Whenever a line below mentions the word "shutdown", that line should be copied.
[Entries supplied]
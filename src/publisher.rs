//! Task event publisher: builds envelopes and hands them to the configured
//! transport. Delivery failures propagate to the calling business operation,
//! which decides whether they are fatal.

use serde_json::json;
use tracing::debug;

use crate::comm::{CommError, CommunicationStrategy};
use crate::events::{EventKind, TaskEvent};
use crate::task::Task;

pub struct TaskEventPublisher {
    strategy: Box<dyn CommunicationStrategy>,
}

impl TaskEventPublisher {
    /// Take ownership of the strategy built by the factory at startup.
    pub fn new(strategy: Box<dyn CommunicationStrategy>) -> Self {
        Self { strategy }
    }

    pub async fn initialize(&self) -> Result<(), CommError> {
        self.strategy.initialize().await
    }

    pub async fn shutdown(&self) {
        self.strategy.shutdown().await;
    }

    pub async fn publish_created(&self, task: &Task) -> Result<(), CommError> {
        self.publish(EventKind::Created, &task.id, Self::task_data(task))
            .await
    }

    pub async fn publish_updated(&self, task: &Task) -> Result<(), CommError> {
        self.publish(EventKind::Updated, &task.id, Self::task_data(task))
            .await
    }

    pub async fn publish_deleted(&self, task_id: &str) -> Result<(), CommError> {
        self.publish(EventKind::Deleted, task_id, json!({})).await
    }

    async fn publish(
        &self,
        kind: EventKind,
        task_id: &str,
        data: serde_json::Value,
    ) -> Result<(), CommError> {
        let event = TaskEvent::new(kind, task_id, data);
        self.strategy.send(&event).await?;
        debug!("Published {} for task {}", kind, task_id);
        Ok(())
    }

    fn task_data(task: &Task) -> serde_json::Value {
        json!({
            "title": task.title,
            "description": task.description,
            "status": task.status,
        })
    }
}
[/Entries supplied]
_Exercise response_.
    pub async fn shutdown(&self) {
        self.strategy.shutdown().await;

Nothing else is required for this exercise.